November 28, 2014 – US oil prices today fell to a new four-year low on growing expectations that OPEC will not take significant action on Thursday in response to lower oil prices.
US benchmark West Texas Intermediate (WTI) for January delivery fell 40 cents to US$73.69 a barrel on the New York Mercantile Exchange, its lowest closing price since September 2010. European benchmark Brent oil for January delivery dropped 58 cents to US$77.75 a barrel in London.

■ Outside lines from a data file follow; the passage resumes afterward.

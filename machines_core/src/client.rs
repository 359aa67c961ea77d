//! Typed calls against the machines backend.
//!
//! `ApiClient` is cheap to clone: the transport and the settings sit behind
//! `Arc`s and are never mutated after `build`.

use std::sync::Arc;

use machines_traits::{ApiRequest, Backend, Reply};
use serde::Deserialize;
use serde::de::DeserializeOwned;
use serde_json::json;

use crate::command::Command;
use crate::config::ApiSettings;
use crate::error::{ApiError, BuildError};
use crate::model::Machine;
use crate::transport_error::map_backend_error;

#[derive(Clone)]
pub struct ApiClient {
    backend: Arc<dyn Backend>,
    settings: Arc<ApiSettings>,
}

impl std::fmt::Debug for ApiClient {
    fn fmt(&self, f: &mut std::fmt::Formatter<'_>) -> std::fmt::Result {
        f.debug_struct("ApiClient")
            .field("settings", &self.settings)
            .finish_non_exhaustive()
    }
}

/// `{error}` body the backend sends on failure.
#[derive(Debug, Deserialize)]
struct ErrorBody {
    error: Option<String>,
}

#[derive(Debug, Deserialize)]
struct LoginReply {
    token: Option<String>,
    error: Option<String>,
}

#[derive(Debug, Deserialize)]
struct MessageReply {
    msg: Option<String>,
    error: Option<String>,
}

impl ApiClient {
    pub fn builder() -> ApiClientBuilder {
        ApiClientBuilder::default()
    }

    pub fn new(backend: impl Backend + 'static, settings: ApiSettings) -> Self {
        Self {
            backend: Arc::new(backend),
            settings: Arc::new(settings),
        }
    }

    /// Client over the real HTTP transport described by `settings`.
    #[cfg(feature = "http-errors")]
    pub fn connect(settings: ApiSettings) -> Result<Self, BuildError> {
        let backend = machines_http::HttpBackend::new(&settings.backend_url, settings.timeout)
            .map_err(|e| BuildError::InvalidConfig(e.to_string()))?;
        Ok(Self::new(backend, settings))
    }

    pub fn settings(&self) -> &ApiSettings {
        &self.settings
    }

    /// `POST /login`. Returns the session token.
    pub fn login(&self, phone: &str, password: &str) -> Result<String, ApiError> {
        let body = encode(&json!({ "phone_number": phone, "password": password }))?;
        let reply: LoginReply = self.call_json(&ApiRequest::post("/login", body))?;
        match (reply.token, reply.error) {
            (Some(token), _) if !token.trim().is_empty() => Ok(token),
            (_, Some(error)) => Err(ApiError::Server {
                status: 200,
                message: Some(error),
            }),
            _ => Err(ApiError::Decode("login reply carried no token".into())),
        }
    }

    /// `GET /get_all_machines`.
    pub fn machines(&self, token: &str) -> Result<Vec<Machine>, ApiError> {
        self.call_json(&ApiRequest::get("/get_all_machines").bearer(token))
    }

    /// `GET /get_machine?machine_id=<id>`.
    pub fn machine(&self, token: &str, id: &str) -> Result<Machine, ApiError> {
        self.call_json(
            &ApiRequest::get("/get_machine")
                .query("machine_id", id)
                .bearer(token),
        )
    }

    /// POSTs `{machine_id}` to the command's endpoint. The reply body is
    /// returned as-is; callers must not derive state from it.
    pub fn send_command(&self, token: &str, id: &str, command: Command) -> Result<Reply, ApiError> {
        let body = encode(&json!({ "machine_id": id }))?;
        self.call(&ApiRequest::post(command.endpoint(), body).bearer(token))
    }

    /// `POST /finish_session`. Returns the server's `msg`.
    pub fn finish_session(
        &self,
        token: &str,
        key: &str,
        parking_name: &str,
    ) -> Result<String, ApiError> {
        let body = encode(&json!({ "key": key, "parking_name": parking_name }))?;
        let reply: MessageReply =
            self.call_json(&ApiRequest::post("/finish_session", body).bearer(token))?;
        match (reply.msg, reply.error) {
            (Some(msg), _) => Ok(msg),
            (None, Some(error)) => Err(ApiError::Server {
                status: 200,
                message: Some(error),
            }),
            (None, None) => Ok(String::new()),
        }
    }

    fn call(&self, req: &ApiRequest) -> Result<Reply, ApiError> {
        let reply = self
            .backend
            .execute(req)
            .map_err(|e| map_backend_error(&*e))?;
        if reply.is_success() {
            return Ok(reply);
        }
        let message = serde_json::from_slice::<ErrorBody>(&reply.body)
            .ok()
            .and_then(|b| b.error);
        tracing::debug!(
            path = %req.path,
            status = reply.status,
            error = message.as_deref().unwrap_or(""),
            "backend rejected request"
        );
        Err(ApiError::Server {
            status: reply.status,
            message,
        })
    }

    fn call_json<T: DeserializeOwned>(&self, req: &ApiRequest) -> Result<T, ApiError> {
        let reply = self.call(req)?;
        serde_json::from_slice(&reply.body).map_err(|e| ApiError::Decode(e.to_string()))
    }
}

fn encode(value: &serde_json::Value) -> Result<Vec<u8>, ApiError> {
    serde_json::to_vec(value).map_err(|e| ApiError::Request(e.to_string()))
}

#[derive(Default)]
pub struct ApiClientBuilder {
    backend: Option<Arc<dyn Backend>>,
    settings: Option<ApiSettings>,
}

impl ApiClientBuilder {
    pub fn with_backend(mut self, backend: impl Backend + 'static) -> Self {
        self.backend = Some(Arc::new(backend));
        self
    }

    pub fn with_settings(mut self, settings: ApiSettings) -> Self {
        self.settings = Some(settings);
        self
    }

    pub fn build(self) -> Result<ApiClient, BuildError> {
        let backend = self.backend.ok_or(BuildError::MissingBackend)?;
        let settings = self.settings.unwrap_or_default();
        if settings.timeout.is_zero() {
            return Err(BuildError::InvalidConfig("timeout must be > 0".into()));
        }
        Ok(ApiClient {
            backend,
            settings: Arc::new(settings),
        })
    }
}

#[cfg(test)]
mod tests {
    use super::*;
    use crate::mocks::ScriptedBackend;
    use crate::model::MachineState;
    use machines_traits::Method;

    fn client(backend: &ScriptedBackend) -> ApiClient {
        ApiClient::builder()
            .with_backend(backend.clone())
            .build()
            .unwrap()
    }

    #[test]
    fn builder_requires_backend() {
        assert!(matches!(
            ApiClient::builder().build(),
            Err(BuildError::MissingBackend)
        ));
    }

    #[test]
    fn machine_sends_query_and_bearer() {
        let backend = ScriptedBackend::new();
        backend.push_json(200, r#"{"id":"m1","state":1,"voltage":3.3,"ipAddr":"x"}"#);
        let m = client(&backend).machine("tok", "m1").unwrap();
        assert_eq!(m.state, MachineState::Stopped);

        let req = backend.last_request().unwrap();
        assert_eq!(req.method, Method::Get);
        assert_eq!(req.path, "/get_machine");
        assert_eq!(req.query_value("machine_id"), Some("m1"));
        assert_eq!(req.bearer.as_deref(), Some("tok"));
    }

    #[test]
    fn login_has_no_bearer_and_returns_token() {
        let backend = ScriptedBackend::new();
        backend.push_json(200, r#"{"token":"abc"}"#);
        assert_eq!(client(&backend).login("+1", "pw").unwrap(), "abc");
        let req = backend.last_request().unwrap();
        assert!(req.bearer.is_none());
        let body: serde_json::Value = serde_json::from_slice(req.body.as_deref().unwrap()).unwrap();
        assert_eq!(body["phone_number"], "+1");
        assert_eq!(body["password"], "pw");
    }

    #[test]
    fn login_error_field_in_success_body_surfaces() {
        let backend = ScriptedBackend::new();
        backend.push_json(200, r#"{"error":"wrong password"}"#);
        let err = client(&backend).login("+1", "pw").unwrap_err();
        assert_eq!(err.to_string(), "wrong password");
    }

    #[test]
    fn non_json_error_body_falls_back_to_status() {
        let backend = ScriptedBackend::new();
        backend.push_json(503, "<html>down</html>");
        let err = client(&backend).machines("tok").unwrap_err();
        assert_eq!(err.to_string(), "Request failed with status code 503");
    }

    #[test]
    fn success_with_wrong_shape_is_decode_error() {
        let backend = ScriptedBackend::new();
        backend.push_json(200, r#"{"unexpected":true}"#);
        assert!(matches!(
            client(&backend).machine("tok", "m1"),
            Err(ApiError::Decode(_))
        ));
    }

    #[test]
    fn finish_session_returns_msg() {
        let backend = ScriptedBackend::new();
        backend.push_json(200, r#"{"msg":"done"}"#);
        let msg = client(&backend).finish_session("tok", "k", "P1").unwrap();
        assert_eq!(msg, "done");
        let req = backend.last_request().unwrap();
        assert_eq!(req.path, "/finish_session");
        assert_eq!(req.bearer.as_deref(), Some("tok"));
    }
}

Traders digested a plethora of statements from petroleum ministers ahead of Thursday’s meeting of the Organisation of the Petroleum Exporting Countries in Vienna. The gathering has been eagerly anticipated in light of the 30 per cent drop in oil prices since June.
But on balance, the remarks from Vienna are “leading many to believe OPEC is not going to do anything,” said Andy Lipow, head of Houston consultancy Lipow Oil Associates.
Saudi Oil Minister Ali al-Naimi was quoted saying he expects the oil market to “stabilise itself eventually,” a remark Dow Jones Newswires said suggested he did not see the need for major cuts.
Iran’s oil minister, Bijan Namdar Zanganeh, said his position was similar to Naimi’s, even as he expressed concerns about a glut. “All the experts in the markets believe that we have an oversupply on the market and next year we will have more oversupply,” Zanganeh said.
Analysts say the strongest statement from OPEC would be to cut the output ceiling from the current level of 30 million barrels a day. OPEC could also promise to address overproduction from members, who pumped 30.6 million barrels per day last month, according to the International Energy Agency.
A vague statement on improving quota compliance would have little impact, Lipow said. But a “bold” promise from OPEC with clear support from the Saudis for improving compliance would lift prices above US$80, he said. “If OPEC does nothing, I expect oil prices to very quickly go below US$70 a barrel for WTI and drift further down below US$65 towards US$60,” he said.